#### Exercise details:
Take every line of the material below that includes the string "other" and copy it out.

#### Provided data:
use nse_oi_tracker::error::UniverseError;
use nse_oi_tracker::universe::load_symbols;
use std::path::PathBuf;

fn write(dir: &tempfile::TempDir, name: &str, content: &str) -> PathBuf {
    let path = dir.path().join(name);
    std::fs::write(&path, content).unwrap();
    path
}

#[cfg(test)]
mod tests {
    use super::*;

    #[test]
    fn test_csv_symbol_column_is_case_insensitive() {
        let dir = tempfile::tempdir().unwrap();
        let path = write(
            &dir,
            "fno.csv",
            "Sr,  SYMBOL ,Lot\n1, RELIANCE ,250\n2,M&M,350\n3,,100\n4,TCS,175\n",
        );

        let symbols = load_symbols(&path).unwrap();

        assert_eq!(symbols, vec!["RELIANCE", "M&M", "TCS"]);
    }

    #[test]
    fn test_duplicates_keep_first_occurrence() {
        let dir = tempfile::tempdir().unwrap();
        let path = write(&dir, "fno.csv", "Symbol\nINFY\nTCS\nINFY\nSBIN\nTCS\n");

        assert_eq!(load_symbols(&path).unwrap(), vec!["INFY", "TCS", "SBIN"]);
    }

    #[test]
    fn test_header_only_is_empty_universe() {
        let dir = tempfile::tempdir().unwrap();
        let path = write(&dir, "fno.csv", "Symbol\n");

        assert!(load_symbols(&path).unwrap().is_empty());
    }

    #[test]
    fn test_plain_text_list() {
        let dir = tempfile::tempdir().unwrap();
        let path = write(&dir, "fno.txt", "# weekly list\nHDFCBANK\n\n  ITC  \n# BAJFINANCE\nITC\n");

        assert_eq!(load_symbols(&path).unwrap(), vec!["HDFCBANK", "ITC"]);
    }

    #[test]
    fn test_missing_file_is_fatal() {
        let dir = tempfile::tempdir().unwrap();

        let err = load_symbols(&dir.path().join("nope.csv")).unwrap_err();

        assert!(matches!(err, UniverseError::NotFound(_)));
    }

    #[test]
    fn test_missing_symbol_column_is_fatal() {
        let dir = tempfile::tempdir().unwrap();
        let path = write(&dir, "fno.csv", "Ticker,Lot\nTCS,175\n");

        match load_symbols(&path) {
            Err(UniverseError::MissingSymbolColumn { columns, .. }) => {
                assert_eq!(columns, vec!["Ticker", "Lot"]);
            }
            other => panic!("unexpected result: {:?}", other),
        }
    }

    #[test]
    fn test_spreadsheet_is_rejected_with_clear_error() {
        let dir = tempfile::tempdir().unwrap();
        let path = dir.path().join("fno_stock_list.xlsx");
        // Zip magic followed by non-UTF-8 bytes, like a real workbook
        std::fs::write(&path, [0x50, 0x4b, 0x03, 0x04, 0xff, 0xfe, 0x00]).unwrap();

        let err = load_symbols(&path).unwrap_err();

        match &err {
            UniverseError::UnsupportedFormat { extension, .. } => assert_eq!(extension, "xlsx"),
            other => panic!("unexpected error: {:?}", other),
        }
        assert!(err.to_string().contains(".csv or .txt"));
    }

    #[test]
    fn test_extensionless_file_is_a_plain_list() {
        let dir = tempfile::tempdir().unwrap();
        let path = write(&dir, "symbols", "AXISBANK\nLT\n");

        assert_eq!(load_symbols(&path).unwrap(), vec!["AXISBANK", "LT"]);
    }
}
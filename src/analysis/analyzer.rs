use super::strikes::{self, StrikeWindow};
use crate::error::AnalysisError;
use crate::models::{OptionType, RawChainEntry, SymbolResult};
use tracing::debug;

/// Decimal places kept on both derived ratios.
pub const METRIC_DECIMALS: i32 = 4;

/// Open-interest totals over the selected strike window.
#[derive(Debug, Clone, Copy, Default, PartialEq, Eq)]
pub struct OiTotals {
    pub ce_oi: i64,
    pub pe_oi: i64,
    pub ce_change_oi: i64,
    pub pe_change_oi: i64,
}

/// Analyze one symbol's option chain into a `SymbolResult`.
pub fn analyze(symbol: &str, entries: &[RawChainEntry]) -> Result<SymbolResult, AnalysisError> {
    if entries.is_empty() {
        return Err(AnalysisError::EmptyChain);
    }

    let underlying_value = entries
        .iter()
        .find_map(|e| e.underlying_price)
        .ok_or(AnalysisError::MissingUnderlying)?;

    let ladder: Vec<f64> = entries.iter().map(|e| e.strike_price).collect();
    let window = strikes::select_window(&ladder, underlying_value)?;

    debug!(
        symbol,
        underlying = underlying_value,
        atm = window.atm_strike,
        spacing = ?window.spacing,
        strikes = ?window.strikes,
        "strike window selected"
    );

    let totals = sum_window(entries, &window)?;
    let combined_oi = combined_oi(&totals)?;
    let combined_ch_oi = combined_ch_oi(&totals)?;

    Ok(SymbolResult {
        symbol: symbol.to_string(),
        underlying_value,
        sum_ce_oi: totals.ce_oi,
        sum_pe_oi: totals.pe_oi,
        sum_ce_change_oi: totals.ce_change_oi,
        sum_pe_change_oi: totals.pe_change_oi,
        combined_oi,
        combined_ch_oi,
    })
}

/// Sum OI and OI change per option type over entries inside the window.
pub fn sum_window(
    entries: &[RawChainEntry],
    window: &StrikeWindow,
) -> Result<OiTotals, AnalysisError> {
    let (mut ce_oi, mut pe_oi, mut ce_chg, mut pe_chg) = (0.0, 0.0, 0.0, 0.0);

    for entry in entries.iter().filter(|e| window.contains(e.strike_price)) {
        match entry.option_type {
            OptionType::Call => {
                ce_oi += entry.open_interest;
                ce_chg += entry.change_in_oi;
            }
            OptionType::Put => {
                pe_oi += entry.open_interest;
                pe_chg += entry.change_in_oi;
            }
        }
    }

    Ok(OiTotals {
        ce_oi: to_contracts(ce_oi)?,
        pe_oi: to_contracts(pe_oi)?,
        ce_change_oi: to_contracts(ce_chg)?,
        pe_change_oi: to_contracts(pe_chg)?,
    })
}

/// Whole contracts; fractional parts are dropped. Sums outside the `i64`
/// range are rejected instead of saturating.
fn to_contracts(sum: f64) -> Result<i64, AnalysisError> {
    // 2^63 is exact in f64, so the upper bound is exclusive
    if sum.is_finite() && sum >= i64::MIN as f64 && sum < i64::MAX as f64 {
        Ok(sum as i64)
    } else {
        Err(AnalysisError::OpenInterestOutOfRange(sum))
    }
}

/// `(PE - CE) / MIN(PE, CE)`, rounded.
pub fn combined_oi(totals: &OiTotals) -> Result<f64, AnalysisError> {
    let min = totals.pe_oi.min(totals.ce_oi);
    if min <= 0 {
        return Err(AnalysisError::ZeroMinOpenInterest {
            ce: totals.ce_oi,
            pe: totals.pe_oi,
        });
    }

    // i128 keeps sums and differences of two i64 values exact
    let diff = i128::from(totals.pe_oi) - i128::from(totals.ce_oi);
    Ok(round_metric(diff as f64 / min as f64))
}

/// `(PE change - CE change) / (PE + CE)`, rounded.
pub fn combined_ch_oi(totals: &OiTotals) -> Result<f64, AnalysisError> {
    let total = i128::from(totals.pe_oi) + i128::from(totals.ce_oi);
    if total <= 0 {
        return Err(AnalysisError::ZeroTotalOpenInterest {
            ce: totals.ce_oi,
            pe: totals.pe_oi,
        });
    }

    let diff = i128::from(totals.pe_change_oi) - i128::from(totals.ce_change_oi);
    Ok(round_metric(diff as f64 / total as f64))
}

fn round_metric(value: f64) -> f64 {
    let scale = 10f64.powi(METRIC_DECIMALS);
    (value * scale).round() / scale
}
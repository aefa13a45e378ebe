use anyhow::{Context, Result};
use std::path::Path;
use tracing_appender::rolling::{RollingFileAppender, Rotation};
use tracing_subscriber::{layer::SubscriberExt, util::SubscriberInitExt, EnvFilter};

pub const LOG_FILE_PREFIX: &str = "nse-oi-tracker.log";

/// Initialize logging to both console and file.
/// Log files are created in `log_dir` with daily rotation. Calling this again
/// after a subscriber is installed leaves the existing one in place.
pub fn init_logging(log_dir: &Path) -> Result<()> {
    std::fs::create_dir_all(log_dir)
        .with_context(|| format!("Failed to create log directory {}", log_dir.display()))?;

    let file_appender = RollingFileAppender::new(Rotation::DAILY, log_dir, LOG_FILE_PREFIX);

    let installed = tracing_subscriber::registry()
        .with(
            // Console output
            tracing_subscriber::fmt::layer()
                .with_target(true)
                .with_line_number(true)
                .with_ansi(true),
        )
        .with(
            // File output with JSON formatting
            tracing_subscriber::fmt::layer()
                .with_writer(file_appender)
                .with_target(true)
                .with_thread_ids(true)
                .with_line_number(true)
                .with_ansi(false)
                .json(),
        )
        .with(EnvFilter::try_from_default_env().unwrap_or_else(|_| EnvFilter::new("info")))
        .try_init();

    if installed.is_err() {
        tracing::debug!("global subscriber already set, keeping it");
    }

    Ok(())
}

#### Solution for this exercise:
            other => panic!("unexpected result: {:?}", other),
            other => panic!("unexpected error: {:?}", other),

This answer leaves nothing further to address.